# My First Russian Watch



## ptt (Nov 16, 2007)

Hi all

Well I just bought my first Russian watch and was wondering if any of you could help me find out what I have. With the little knowledge of Cyrillic I have I worked out it was a Slava and had 26 somethings which I assumed would be jewels. I subsequently scoured the 'net for a pic of what I have. The closest I could find was on e-bay (link below) but mine does not have the Zodiac symbols around it. In almost all other respects it's identical apart from the mechanism for changing the date. Instead of the slit and button displayed above the winding knob (more clearly seen in the bottom left picture in the link) mine has a raised circular housing (approx 2mm long and of similar diameter) for which one needs a pointed object to push the button inside. It also has the number 921 stamped on the back and is in pristine condition (apart from the non-original strap).
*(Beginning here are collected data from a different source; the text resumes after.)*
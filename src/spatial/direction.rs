//! Four-directional adjacency for rectangular grids

/// One of the four cardinal neighbor directions
///
/// Iteration order is always up, right, down, left to keep traversal
/// deterministic across propagators.
#[derive(Clone, Copy, Debug, PartialEq, Eq, Hash)]
pub enum Direction {
    /// Negative y
    Up,
    /// Positive x
    Right,
    /// Positive y
    Down,
    /// Negative x
    Left,
}

impl Direction {
    /// All directions in canonical order
    pub const ALL: [Self; 4] = [Self::Up, Self::Right, Self::Down, Self::Left];

    /// Number of directions
    pub const COUNT: usize = 4;

    /// The direction pointing back at the source cell
    pub const fn opposite(self) -> Self {
        match self {
            Self::Up => Self::Down,
            Self::Right => Self::Left,
            Self::Down => Self::Up,
            Self::Left => Self::Right,
        }
    }

    /// Unit offset along the x axis
    pub const fn dx(self) -> i64 {
        match self {
            Self::Right => 1,
            Self::Left => -1,
            Self::Up | Self::Down => 0,
        }
    }

    /// Unit offset along the y axis
    pub const fn dy(self) -> i64 {
        match self {
            Self::Down => 1,
            Self::Up => -1,
            Self::Right | Self::Left => 0,
        }
    }

    /// Dense index for direction-keyed tables
    pub const fn index(self) -> usize {
        match self {
            Self::Up => 0,
            Self::Right => 1,
            Self::Down => 2,
            Self::Left => 3,
        }
    }
}
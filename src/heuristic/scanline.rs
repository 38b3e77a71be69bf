//! Row-major scanline selection

use crate::heuristic::Heuristic;
use crate::spatial::wave::WaveGrid;

/// Picks the first undecided cell in row-major order
///
/// Stateless, no entropy awareness; O(cell count) worst case per pick.
#[derive(Debug, Default)]
pub struct ScanlineHeuristic;

impl ScanlineHeuristic {
    /// Create a scanline heuristic
    pub const fn new() -> Self {
        Self
    }
}

impl Heuristic for ScanlineHeuristic {
    fn pick_next_cell(&mut self, grid: &WaveGrid) -> Option<usize> {
        grid.cells()
            .iter()
            .position(|cell| !cell.is_decided() && !cell.is_contradicted())
    }
}
pub mod configuration;
pub mod error;
pub mod sample;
If anyone can give me any information on it I'd be most grateful. This is the e-bay link to the similar watch:

http://tinyurl.com/yoto92

Many thanks!


----------



## ptt (Nov 16, 2007)

Ok, well a trawl through the forum for info and subsequent web searches has come up with this photo:

http://ussrwatches.info/main.php?g2_itemId=2434

Anyone know anything about these watches? I'm really quite interested in their history, where they come from, who would have worn them etc. I picked it up in Kabul for about Â£10.


----------



## pg tips (May 16, 2003)

I hope you didn't pay $100 for yours? I can't see them being that rare.

Yep it's a 26 jewel slava and they are still making similar watches afaik.
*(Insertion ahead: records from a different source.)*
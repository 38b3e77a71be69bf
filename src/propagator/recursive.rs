//! Depth-bounded depth-first propagation

use crate::model::Model;
use crate::propagator::{Propagator, observe_cell};
use crate::spatial::direction::Direction;
use crate::spatial::wave::WaveGrid;
use rand::rngs::StdRng;

/// Default traversal depth bound
pub const DEFAULT_MAX_DEPTH: usize = 1024;

/// Revises neighbors depth-first from the collapsed cell
///
/// Recursion is expressed as an explicit stack with a per-entry depth
/// counter, so large grids cannot exhaust the call stack while the
/// depth-first visitation order is preserved. Reaching the depth bound
/// truncates the traversal silently; only an emptied domain counts as
/// failure. Callers needing full consistency must choose a high enough
/// bound or a different propagator.
#[derive(Debug)]
pub struct RecursivePropagator {
    max_depth: usize,
    stack: Vec<(usize, usize)>,
    supported: Vec<bool>,
}

impl Default for RecursivePropagator {
    fn default() -> Self {
        Self::new(DEFAULT_MAX_DEPTH)
    }
}

impl RecursivePropagator {
    /// Create a propagator with the given depth bound
    pub const fn new(max_depth: usize) -> Self {
        Self {
            max_depth,
            stack: Vec::new(),
            supported: Vec::new(),
        }
    }

    /// Ban every state of `target` that no possible state of `source`
    /// supports in `dir`; returns whether any ban happened
    fn revise(
        &mut self,
        grid: &mut WaveGrid,
        model: &dyn Model,
        source: usize,
        target: usize,
        dir: Direction,
    ) -> bool {
        self.supported.clear();
        self.supported.resize(model.state_count(), false);
        let mut to_ban = Vec::new();
        {
            let (Some(src), Some(dst)) = (grid.cell(source), grid.cell(target)) else {
                return false;
            };
            for s in src.possible_states() {
                for &t in model.neighbors(s, dir) {
                    if let Some(slot) = self.supported.get_mut(t) {
                        *slot = true;
                    }
                }
            }
            for t in dst.possible_states() {
                if self.supported.get(t).copied() != Some(true) {
                    to_ban.push(t);
                }
            }
        }
        let mut changed = false;
        for t in to_ban {
            if grid.ban(target, t, model.weight(t)) {
                changed = true;
            }
        }
        changed
    }
}

impl Propagator for RecursivePropagator {
    fn collapse(
        &mut self,
        grid: &mut WaveGrid,
        model: &dyn Model,
        cell_id: usize,
        rng: &mut StdRng,
    ) -> bool {
        if observe_cell(grid, model, cell_id, rng).is_none() {
            return false;
        }

        self.stack.clear();
        self.stack.push((cell_id, 0));
        while let Some((source, depth)) = self.stack.pop() {
            if depth >= self.max_depth {
                continue;
            }
            // Reverse order so the canonically-first revised neighbor pops
            // first at each level
            for dir in Direction::ALL.into_iter().rev() {
                let Some(target) = grid.neighbor_in_direction(source, dir) else {
                    continue;
                };
                if !self.revise(grid, model, source, target, dir) {
                    continue;
                }
                match grid.cell(target) {
                    Some(cell) if cell.is_contradicted() => return false,
                    Some(_) => self.stack.push((target, depth + 1)),
                    None => {}
                }
            }
        }
        true
    }
}
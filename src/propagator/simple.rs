//! Bounded full-grid sweep propagation

use crate::io::configuration::DEFAULT_SWEEP_LIMIT;
use crate::model::Model;
use crate::propagator::{Propagator, observe_cell};
use crate::spatial::wave::WaveGrid;
use rand::rngs::StdRng;

/// Deliberately naive baseline: repeat full grid sweeps to a fixpoint
///
/// Every sweep revises every cell against every neighbor regardless of what
/// changed. Sweeping stops early once a pass makes no change, or after the
/// configured sweep limit; hitting the limit truncates silently, leaving the
/// grid possibly short of full consistency.
#[derive(Debug)]
pub struct SimplePropagator {
    sweep_limit: usize,
    supported: Vec<bool>,
}

impl Default for SimplePropagator {
    fn default() -> Self {
        Self::new(DEFAULT_SWEEP_LIMIT)
    }
}

impl SimplePropagator {
    /// Create a propagator with the given sweep limit
    pub const fn new(sweep_limit: usize) -> Self {
        Self {
            sweep_limit,
            supported: Vec::new(),
        }
    }
}

impl Propagator for SimplePropagator {
    fn collapse(
        &mut self,
        grid: &mut WaveGrid,
        model: &dyn Model,
        cell_id: usize,
        rng: &mut StdRng,
    ) -> bool {
        if observe_cell(grid, model, cell_id, rng).is_none() {
            return false;
        }

        for _ in 0..self.sweep_limit {
            let mut changed = false;
            for source in 0..grid.cell_count() {
                let neighbors: Vec<_> = grid.neighbors_of(source).collect();
                for (target, dir) in neighbors {
                    self.supported.clear();
                    self.supported.resize(model.state_count(), false);
                    let mut to_ban = Vec::new();
                    {
                        let (Some(src), Some(dst)) = (grid.cell(source), grid.cell(target))
                        else {
                            continue;
                        };
                        for s in src.possible_states() {
                            for &t in model.neighbors(s, dir) {
                                if let Some(slot) = self.supported.get_mut(t) {
                                    *slot = true;
                                }
                            }
                        }
                        for t in dst.possible_states() {
                            if self.supported.get(t).copied() != Some(true) {
                                to_ban.push(t);
                            }
                        }
                    }
                    for t in to_ban {
                        if grid.ban(target, t, model.weight(t)) {
                            changed = true;
                        }
                    }
                    if grid.cell(target).is_some_and(|cell| cell.is_contradicted()) {
                        return false;
                    }
                }
            }
            if !changed {
                break;
            }
        }
        true
    }
}
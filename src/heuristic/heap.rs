//! Priority-queue minimum entropy selection with lazy deletion

use crate::heuristic::{Heuristic, StateTables, shannon_entropy};
use crate::io::configuration::{ENTROPY_NOISE_HEAP, SCORE_MATCH_EPSILON, WEIGHT_EPSILON};
use crate::model::Model;
use crate::spatial::wave::WaveGrid;
use rand::{Rng, SeedableRng, rngs::StdRng};
use std::cmp::Ordering;
use std::collections::BinaryHeap;

/// Heap entry ordered so the smallest score surfaces first
#[derive(Debug, Clone, Copy)]
struct HeapEntry {
    score: f64,
    cell_id: usize,
}

impl PartialEq for HeapEntry {
    fn eq(&self, other: &Self) -> bool {
        self.cmp(other) == Ordering::Equal
    }
}

impl Eq for HeapEntry {}

impl PartialOrd for HeapEntry {
    fn partial_cmp(&self, other: &Self) -> Option<Ordering> {
        Some(self.cmp(other))
    }
}

impl Ord for HeapEntry {
    fn cmp(&self, other: &Self) -> Ordering {
        // Reversed so BinaryHeap pops the minimum score first
        other
            .score
            .total_cmp(&self.score)
            .then_with(|| other.cell_id.cmp(&self.cell_id))
    }
}

/// Keeps candidate cells in a binary heap keyed by entropy
///
/// Stale entries are never removed eagerly. Each cell's current score lives
/// in a side table; a popped entry only wins when its score still matches
/// the table within a small tolerance, otherwise it is discarded.
#[derive(Debug)]
pub struct MinEntropyHeapHeuristic {
    rng: StdRng,
    tables: StateTables,
    cell_wlw: Vec<f64>,
    cell_sum_weights: Vec<f64>,
    cell_scores: Vec<f64>,
    heap: BinaryHeap<HeapEntry>,
    initialized: bool,
}

impl Default for MinEntropyHeapHeuristic {
    fn default() -> Self {
        Self::new()
    }
}

impl MinEntropyHeapHeuristic {
    /// Create an uninitialized heuristic
    pub fn new() -> Self {
        Self {
            rng: StdRng::seed_from_u64(0),
            tables: StateTables::default(),
            cell_wlw: Vec::new(),
            cell_sum_weights: Vec::new(),
            cell_scores: Vec::new(),
            heap: BinaryHeap::new(),
            initialized: false,
        }
    }

    /// Recompute a cell's score and push a fresh heap entry
    fn refresh(&mut self, cell_id: usize) {
        let sum_w = self.cell_sum_weights.get(cell_id).copied().unwrap_or(0.0);
        if sum_w <= WEIGHT_EPSILON {
            if let Some(slot) = self.cell_scores.get_mut(cell_id) {
                *slot = f64::INFINITY;
            }
            return;
        }
        let sum_wlw = self.cell_wlw.get(cell_id).copied().unwrap_or(0.0);
        let noise = self.rng.random::<f64>() * ENTROPY_NOISE_HEAP;
        let score = shannon_entropy(sum_w, sum_wlw) + noise;
        if let Some(slot) = self.cell_scores.get_mut(cell_id) {
            *slot = score;
        }
        self.heap.push(HeapEntry { score, cell_id });
    }
}

impl Heuristic for MinEntropyHeapHeuristic {
    fn initialize(&mut self, grid: &WaveGrid, model: &dyn Model, seed: u64) {
        self.rng = StdRng::seed_from_u64(seed);
        self.tables = StateTables::from_model(model);

        let cell_count = grid.cells().len();
        self.cell_wlw = Vec::with_capacity(cell_count);
        self.cell_sum_weights = Vec::with_capacity(cell_count);
        for cell in grid.cells() {
            let wlw = if cell.domain_count() == model.state_count() {
                self.tables.total_wlw
            } else {
                cell.possible_states()
                    .map(|s| self.tables.wlw.get(s).copied().unwrap_or(0.0))
                    .sum()
            };
            self.cell_wlw.push(wlw);
            self.cell_sum_weights.push(cell.sum_weights());
        }

        self.cell_scores = vec![f64::INFINITY; cell_count];
        self.heap = BinaryHeap::with_capacity(cell_count);
        self.initialized = true;
        for cell_id in 0..cell_count {
            self.refresh(cell_id);
        }
    }

    fn on_banned(&mut self, cell_id: usize, state: usize) {
        if !self.initialized {
            return;
        }
        let w = self.tables.weights.get(state).copied().unwrap_or(0.0);
        let wlw = self.tables.wlw.get(state).copied().unwrap_or(0.0);
        if let Some(sum) = self.cell_sum_weights.get_mut(cell_id) {
            *sum -= w;
            if sum.abs() < WEIGHT_EPSILON {
                *sum = 0.0;
            }
        }
        if let Some(sum) = self.cell_wlw.get_mut(cell_id) {
            *sum -= wlw;
            if sum.abs() < WEIGHT_EPSILON {
                *sum = 0.0;
            }
        }
        self.refresh(cell_id);
    }

    fn on_observed(&mut self, cell_id: usize, _state: usize) {
        if !self.initialized {
            return;
        }
        // Decided cells never come back up; poison the side table so any
        // stale heap entries are dropped on pop.
        if let Some(slot) = self.cell_scores.get_mut(cell_id) {
            *slot = f64::INFINITY;
        }
    }

    fn pick_next_cell(&mut self, grid: &WaveGrid) -> Option<usize> {
        while let Some(entry) = self.heap.pop() {
            let current = self.cell_scores.get(entry.cell_id).copied().unwrap_or(f64::INFINITY);
            if (entry.score - current).abs() > SCORE_MATCH_EPSILON {
                continue;
            }
            let Some(cell) = grid.cell(entry.cell_id) else {
                continue;
            };
            if cell.is_decided() || cell.is_contradicted() {
                continue;
            }
            return Some(entry.cell_id);
        }
        None
    }
}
I bought this one from Roy at RLT a couple of years ago.

.


----------



## mel (Dec 6, 2006)

Hi there ptt,

Welcome to the forum









Yes Slava it is. Probably has the 2427 movement as an "engine". Slava's are made in Moscow at the Second Moscow Watch Factory. Tend to have high numbers of jewels, 26 jewels manual wind is high. It pays to keep the quick date change button in use every now and then, otherwise they can get a bit "sticky" and slow to change-over.
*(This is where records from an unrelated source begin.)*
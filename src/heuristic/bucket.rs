//! Bucketed minimum entropy selection

use crate::heuristic::{Heuristic, StateTables, shannon_entropy};
use crate::io::configuration::{ENTROPY_BUCKET_COUNT, ENTROPY_NOISE_HEAP, WEIGHT_EPSILON};
use crate::model::Model;
use crate::spatial::wave::WaveGrid;
use rand::{Rng, SeedableRng, rngs::StdRng};

/// Marker for cells that left the candidate pool
const RETIRED: usize = usize::MAX;

/// Groups candidate cells into fixed entropy ranges
///
/// The reachable entropy range `[0, H_max]` is split into a fixed number of
/// buckets. Picking scans from the lowest non-empty bucket; exact ordering
/// inside a bucket is not maintained, which trades selection precision for
/// constant-time updates. Entries are deleted lazily: each cell's current
/// bucket lives in a side table and an entry found in the wrong bucket is
/// dropped on pop. A small seeded perturbation on each score keeps cells at
/// a bucket boundary from always landing on the same side.
#[derive(Debug)]
pub struct MinEntropyBucketHeuristic {
    rng: StdRng,
    tables: StateTables,
    cell_wlw: Vec<f64>,
    cell_sum_weights: Vec<f64>,
    cell_bucket: Vec<usize>,
    buckets: Vec<Vec<usize>>,
    cursor: usize,
    max_entropy: f64,
    initialized: bool,
}

impl Default for MinEntropyBucketHeuristic {
    fn default() -> Self {
        Self::new()
    }
}

impl MinEntropyBucketHeuristic {
    /// Create an uninitialized heuristic
    pub fn new() -> Self {
        Self {
            rng: StdRng::seed_from_u64(0),
            tables: StateTables::default(),
            cell_wlw: Vec::new(),
            cell_sum_weights: Vec::new(),
            cell_bucket: Vec::new(),
            buckets: Vec::new(),
            cursor: 0,
            max_entropy: 0.0,
            initialized: false,
        }
    }

    /// Map an entropy value onto a bucket index
    fn bucket_of(&self, entropy: f64) -> usize {
        if self.max_entropy <= WEIGHT_EPSILON || !entropy.is_finite() {
            return 0;
        }
        let scaled = (entropy / self.max_entropy * ENTROPY_BUCKET_COUNT as f64).floor();
        let clamped = scaled.max(0.0) as usize;
        clamped.min(ENTROPY_BUCKET_COUNT - 1)
    }

    /// Current perturbed entropy score of a cell from the shadow sums
    fn score_of(&mut self, cell_id: usize) -> Option<f64> {
        let sum_w = self.cell_sum_weights.get(cell_id).copied().unwrap_or(0.0);
        if sum_w <= WEIGHT_EPSILON {
            return None;
        }
        let sum_wlw = self.cell_wlw.get(cell_id).copied().unwrap_or(0.0);
        let noise = self.rng.random::<f64>() * ENTROPY_NOISE_HEAP;
        Some(shannon_entropy(sum_w, sum_wlw) + noise)
    }

    /// Move a cell into the bucket matching its current score
    fn reassign(&mut self, cell_id: usize) {
        let target = match self.score_of(cell_id) {
            Some(score) => self.bucket_of(score),
            None => RETIRED,
        };
        let previous = self.cell_bucket.get(cell_id).copied().unwrap_or(RETIRED);
        if target == previous {
            return;
        }
        if let Some(slot) = self.cell_bucket.get_mut(cell_id) {
            *slot = target;
        }
        if target == RETIRED {
            return;
        }
        if let Some(bucket) = self.buckets.get_mut(target) {
            bucket.push(cell_id);
        }
        if target < self.cursor {
            self.cursor = target;
        }
    }
}

impl Heuristic for MinEntropyBucketHeuristic {
    fn initialize(&mut self, grid: &WaveGrid, model: &dyn Model, seed: u64) {
        self.rng = StdRng::seed_from_u64(seed);
        self.tables = StateTables::from_model(model);
        self.max_entropy = shannon_entropy(self.tables.total_weight, self.tables.total_wlw)
            .max(WEIGHT_EPSILON);

        let cell_count = grid.cells().len();
        self.cell_wlw = Vec::with_capacity(cell_count);
        self.cell_sum_weights = Vec::with_capacity(cell_count);
        for cell in grid.cells() {
            let wlw = if cell.domain_count() == model.state_count() {
                self.tables.total_wlw
            } else {
                cell.possible_states()
                    .map(|s| self.tables.wlw.get(s).copied().unwrap_or(0.0))
                    .sum()
            };
            self.cell_wlw.push(wlw);
            self.cell_sum_weights.push(cell.sum_weights());
        }

        self.cell_bucket = vec![RETIRED; cell_count];
        self.buckets = vec![Vec::new(); ENTROPY_BUCKET_COUNT];
        self.cursor = 0;
        self.initialized = true;
        for cell_id in 0..cell_count {
            self.reassign(cell_id);
        }
    }

    fn on_banned(&mut self, cell_id: usize, state: usize) {
        if !self.initialized {
            return;
        }
        let w = self.tables.weights.get(state).copied().unwrap_or(0.0);
        let wlw = self.tables.wlw.get(state).copied().unwrap_or(0.0);
        if let Some(sum) = self.cell_sum_weights.get_mut(cell_id) {
            *sum -= w;
            if sum.abs() < WEIGHT_EPSILON {
                *sum = 0.0;
            }
        }
        if let Some(sum) = self.cell_wlw.get_mut(cell_id) {
            *sum -= wlw;
            if sum.abs() < WEIGHT_EPSILON {
                *sum = 0.0;
            }
        }
        self.reassign(cell_id);
    }

    fn on_observed(&mut self, cell_id: usize, _state: usize) {
        if !self.initialized {
            return;
        }
        if let Some(slot) = self.cell_bucket.get_mut(cell_id) {
            *slot = RETIRED;
        }
    }

    fn pick_next_cell(&mut self, grid: &WaveGrid) -> Option<usize> {
        while self.cursor < self.buckets.len() {
            let entry = match self.buckets.get_mut(self.cursor) {
                Some(bucket) => bucket.pop(),
                None => None,
            };
            let Some(cell_id) = entry else {
                self.cursor += 1;
                continue;
            };
            if self.cell_bucket.get(cell_id).copied() != Some(self.cursor) {
                continue;
            }
            let Some(cell) = grid.cell(cell_id) else {
                continue;
            };
            if cell.is_decided() || cell.is_contradicted() {
                continue;
            }
            // Popped for observation; a later ban would re-insert it, but an
            // observed cell never returns to the pool.
            return Some(cell_id);
        }
        None
    }
}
You did well enough at a tenner, the one from the US at 100$ is very optimistic, but maybe someone will pay it!

List of Russian makers - CLICK HERE


----------



## dapper (Jun 18, 2004)

mel said:


> List of Russian makers - CLICK HERE


Seeing your excellent list reminded me about my 'Cardi'.

It was designed by 'Cardi Design' - a Car Design company.

Powered by Zarja 2014A manual mechanical movement.

I think it was made by Orion:










I sold it to PG a couple of years ago & traded it back recently


----------



## blackandgolduk (Apr 25, 2005)

dapper said:


> mel said:
> 
> 
> > List of Russian makers - CLICK HERE
> ...


Always been interested in these - narrowly missed out on a 'Cardi-Vostok' a few months back. I thought the Cardi bit was just an export name


----------



## dapper (Jun 18, 2004)

blackandgolduk said:


> Always been interested in these - narrowly missed out on a 'Cardi-Vostok' a few months back. I thought the Cardi bit was just an export name


Here's an interesting snippet about 'Cardi' that Chascomm posted over on WUS awhile back:

"Here's what I know about Cardi.They started in 1991 as a rebadger/reseller of Vostok, Raketa and Pobeda. Their first original designs were produced in 1993. These were the first Cardi-Vostoks. Later models were simply badged as 'Cardi, thus enabling them to use movements from a variety of sources. The name 'Cardi' stands for 'Car Design' and is licensed from Cardi auto design studio. Cardi Watches are currently marketed (and owned?) by Interex-Orion".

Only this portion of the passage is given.